Bubble Rap: Susie Lau ponders the realities of having a son in 2022

·3-min read
 (ES Magazine)
(ES Magazine)

A few months ago when my belly was still gently swelling and in the ‘is she pregnant or has she just had too much pasta?’ phase (the answer is yes to both), someone also asked if I was going to have a gender reveal party. I should add that this person is American, such is the inevitable transatlantic importation of yet another occasion for which to generate party decorations. The concept was so alien to me that I literally had to do a Google search only to find images of garish gatherings festooned with pink and blue balloons and cakes, and at the extreme, those coloured smoke cannons that subsequently led to catastrophic wildfires. Because a giant puff of baby pink or blue smoke is what we really need to announce a child’s sex.

Someone also unhelpfully said because of my ‘geriatric’ pregnancy that I should be more aware of the risk of Down’s, Edward’s and Patau’s syndromes, hence why I did a private harmony test at an early stage — which also incidentally tells you the sex of your baby.

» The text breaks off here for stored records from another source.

// ABOUTME: Difficulty controller configuration: batch size, target, reward band, learning rates
// ABOUTME: Defaults reproduce the observed control loop (batch 5, target 45 degrees, strict 5 degree band)
//
// SPDX-License-Identifier: MIT OR Apache-2.0
// Copyright (c) 2025 Pierre Fitness Intelligence

use super::env_parse;
use super::error::ConfigError;
use reptrack_core::constants::difficulty;
use serde::{Deserialize, Serialize};
use std::env;

/// Difficulty control loop configuration
#[derive(Debug, Clone, PartialEq, Serialize, Deserialize)]
pub struct DifficultyConfig {
    /// Samples required before the controller acts
    pub batch_size: usize,
    /// Target mean angle in degrees
    pub target_angle: i64,
    /// A batch is on target when `|avg - target| < reward_tolerance`
    pub reward_tolerance: f64,
    /// Difficulty at process start
    pub initial_difficulty: u32,
    /// Probability of a random action
    pub exploration_rate: f64,
    /// Step size of value updates
    pub learning_rate: f64,
    /// Weight of the next state's value
    pub discount_factor: f64,
    /// Seed for the exploration RNG; entropy when unset
    pub seed: Option<u64>,
}

impl Default for DifficultyConfig {
    fn default() -> Self {
        Self {
            batch_size: difficulty::BATCH_SIZE,
            target_angle: difficulty::TARGET_ANGLE,
            reward_tolerance: difficulty::REWARD_TOLERANCE,
            initial_difficulty: difficulty::MIN_DIFFICULTY,
            exploration_rate: 0.1,
            learning_rate: 0.1,
            discount_factor: 0.9,
            seed: None,
        }
    }
}

impl DifficultyConfig {
    /// Load from `REPTRACK_DIFFICULTY_*` environment variables
    ///
    /// # Errors
    ///
    /// Returns `Parse` when a variable is set but malformed
    pub fn from_env() -> Result<Self, ConfigError> {
        let defaults = Self::default();
        let seed = match env::var("REPTRACK_DIFFICULTY_SEED") {
            Ok(raw) => Some(raw.trim().parse::<u64>().map_err(|e| {
                ConfigError::Parse(format!("REPTRACK_DIFFICULTY_SEED='{raw}': {e}"))
            })?),
            Err(_) => None,
        };
        Ok(Self {
            batch_size: env_parse("REPTRACK_DIFFICULTY_BATCH_SIZE", defaults.batch_size)?,
            target_angle: env_parse("REPTRACK_DIFFICULTY_TARGET_ANGLE", defaults.target_angle)?,
            reward_tolerance: env_parse(
                "REPTRACK_DIFFICULTY_REWARD_TOLERANCE",
                defaults.reward_tolerance,
            )?,
            initial_difficulty: env_parse(
                "REPTRACK_DIFFICULTY_INITIAL",
                defaults.initial_difficulty,
            )?,
            exploration_rate: env_parse(
                "REPTRACK_DIFFICULTY_EXPLORATION_RATE",
                defaults.exploration_rate,
            )?,
            learning_rate: env_parse("REPTRACK_DIFFICULTY_LEARNING_RATE", defaults.learning_rate)?,
            discount_factor: env_parse(
                "REPTRACK_DIFFICULTY_DISCOUNT_FACTOR",
                defaults.discount_factor,
            )?,
            seed,
        })
    }

    /// Validate ranges
    ///
    /// # Errors
    ///
    /// Returns an error for a zero batch, a non-positive tolerance, or rates outside `[0,1]`
    pub fn validate(&self) -> Result<(), ConfigError> {
        if self.batch_size == 0 {
            return Err(ConfigError::ValueOutOfRange("batch size must be at least 1"));
        }
        if self.initial_difficulty < difficulty::MIN_DIFFICULTY {
            return Err(ConfigError::ValueOutOfRange("initial difficulty must be at least 1"));
        }
        if !(self.reward_tolerance.is_finite() && self.reward_tolerance > 0.0) {
            return Err(ConfigError::ValueOutOfRange("reward tolerance must be positive"));
        }
        for (name, rate) in [
            ("exploration rate", self.exploration_rate),
            ("learning rate", self.learning_rate),
            ("discount factor", self.discount_factor),
        ] {
            if !(0.0..=1.0).contains(&rate) {
                return Err(ConfigError::InvalidRange(format!(
                    "{name} must be within [0,1], got {rate}"
                )));
            }
        }
        Ok(())
    }
}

And so I very unceremoniously found out that I was having a boy by opening up a PDF email attachment. There was a glimmer of disappointment on my daughter’s face, which was then batted away by her assertion of, ‘Don’t worry mummy, I’ll teach him how to play with my dolls.’ He’ll be au fait with the sass and spice of googly-eyed LOL dolls in no time.

For my partner and me, the prospect of a boy is far more loaded. There’s trepidation. Specifically of a ‘lad’ emerging from my nether regions. His femur is already measuring far above average. Will those legs grow into sporty, rangy ones that run fields, chuck balls (please, let it not be rugby!) while he engages in crude changing-room ‘bantz’? Both my other half or I are ill-equipped for machismo-fuelled behaviour. He, a Brighton-born indie kid with a penchant for feminist prose (the proof is in the creased book spines). Me, allergic to contact ball sports and cosseted by a liberal working environment of the fashion industry where LGBTQ+ people far outweigh cisgender and heterosexual.

Countless polemic-esque articles, podcasts and books have been devoted to the subject of how to raise a boy in the 21st century, against a backdrop of pervasive toxic masculinity and the #MeToo reckoning that rumbles on. I fear the internet’s clutches on this would-be long-legged being, currently jabbing his way through my stomach. I fast forward to him ghosting girls on whatever communications means will exist 20 years from now. I am regularly intoning to my belly as I take much-needed long baths: ‘Please don’t be a dickhead.’

Perhaps down the line there’s the other scenario that he/they eventually comes out to us. In a perverse way, that seems almost ideal — except of course, as we celebrate Pride this month, we are reminded of the challenges that the LGBTQ+ community still faces. That it took over 30 years for an active professional footballer to come out. That there’s yet to be a ban on sexual orientation conversion therapy. That IVF is still prohibitively expensive or inaccessible for LGBTQ+ couples. But we’re also reminded of the vastly more inclusive environment where notions of traditional gender values are tentatively eroding.

I put my over-active neuroses down to having way too many weeks in this pregnancy pondering the arrival of a boy. Maybe let’s just dial it back and start with the basics and go from there. Hope for the best. Roll with what life dice gives. For instance, will this child pee in my face when I change his nappies? The answer is, most likely, yes.